> **Stored data entries**:
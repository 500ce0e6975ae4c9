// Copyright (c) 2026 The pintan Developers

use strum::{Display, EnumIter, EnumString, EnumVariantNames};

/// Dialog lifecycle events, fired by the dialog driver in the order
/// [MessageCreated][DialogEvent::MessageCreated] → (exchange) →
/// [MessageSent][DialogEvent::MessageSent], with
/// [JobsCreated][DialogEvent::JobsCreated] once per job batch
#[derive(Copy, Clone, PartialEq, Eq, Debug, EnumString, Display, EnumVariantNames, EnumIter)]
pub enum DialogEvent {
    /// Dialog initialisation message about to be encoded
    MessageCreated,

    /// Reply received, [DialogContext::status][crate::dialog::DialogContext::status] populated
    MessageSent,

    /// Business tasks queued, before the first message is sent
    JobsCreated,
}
==
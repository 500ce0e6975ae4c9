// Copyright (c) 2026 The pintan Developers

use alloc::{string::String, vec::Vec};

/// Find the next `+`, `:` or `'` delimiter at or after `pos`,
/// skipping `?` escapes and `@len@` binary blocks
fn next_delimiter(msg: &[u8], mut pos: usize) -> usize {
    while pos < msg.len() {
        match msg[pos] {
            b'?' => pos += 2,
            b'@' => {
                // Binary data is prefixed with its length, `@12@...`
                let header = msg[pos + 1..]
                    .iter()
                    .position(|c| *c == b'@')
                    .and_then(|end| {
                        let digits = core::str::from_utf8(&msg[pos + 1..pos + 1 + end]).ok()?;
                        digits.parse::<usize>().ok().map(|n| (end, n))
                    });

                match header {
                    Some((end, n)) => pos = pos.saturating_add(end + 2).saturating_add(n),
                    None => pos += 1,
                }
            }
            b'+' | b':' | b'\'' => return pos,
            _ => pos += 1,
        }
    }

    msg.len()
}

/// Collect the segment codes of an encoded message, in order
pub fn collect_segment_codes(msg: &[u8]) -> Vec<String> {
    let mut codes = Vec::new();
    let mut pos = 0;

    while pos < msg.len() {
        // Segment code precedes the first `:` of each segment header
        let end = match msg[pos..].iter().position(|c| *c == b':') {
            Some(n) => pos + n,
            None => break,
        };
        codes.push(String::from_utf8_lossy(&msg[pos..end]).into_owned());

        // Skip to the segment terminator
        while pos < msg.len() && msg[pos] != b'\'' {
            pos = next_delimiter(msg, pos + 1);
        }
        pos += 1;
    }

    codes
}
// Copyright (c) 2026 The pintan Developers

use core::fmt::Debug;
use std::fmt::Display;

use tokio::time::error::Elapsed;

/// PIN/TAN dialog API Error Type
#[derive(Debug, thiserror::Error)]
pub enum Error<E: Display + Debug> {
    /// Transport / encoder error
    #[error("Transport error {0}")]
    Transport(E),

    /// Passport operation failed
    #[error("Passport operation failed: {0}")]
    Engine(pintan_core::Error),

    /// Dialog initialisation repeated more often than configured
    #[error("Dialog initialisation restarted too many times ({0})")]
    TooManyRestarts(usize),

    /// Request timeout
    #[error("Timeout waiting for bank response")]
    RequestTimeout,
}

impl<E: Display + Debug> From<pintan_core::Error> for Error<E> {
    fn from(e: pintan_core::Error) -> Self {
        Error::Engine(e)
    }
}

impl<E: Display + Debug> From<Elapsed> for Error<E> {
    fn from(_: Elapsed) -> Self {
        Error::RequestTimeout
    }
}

> **What to do**: Show all lines in the entries above where the string "Debug" appears.

> **The completed task**:
#[derive(Copy, Clone, PartialEq, Eq, Debug, EnumString, Display, EnumVariantNames, EnumIter)]
use core::fmt::Debug;
#[derive(Debug, thiserror::Error)]
pub enum Error<E: Display + Debug> {
impl<E: Display + Debug> From<pintan_core::Error> for Error<E> {
impl<E: Display + Debug> From<Elapsed> for Error<E> {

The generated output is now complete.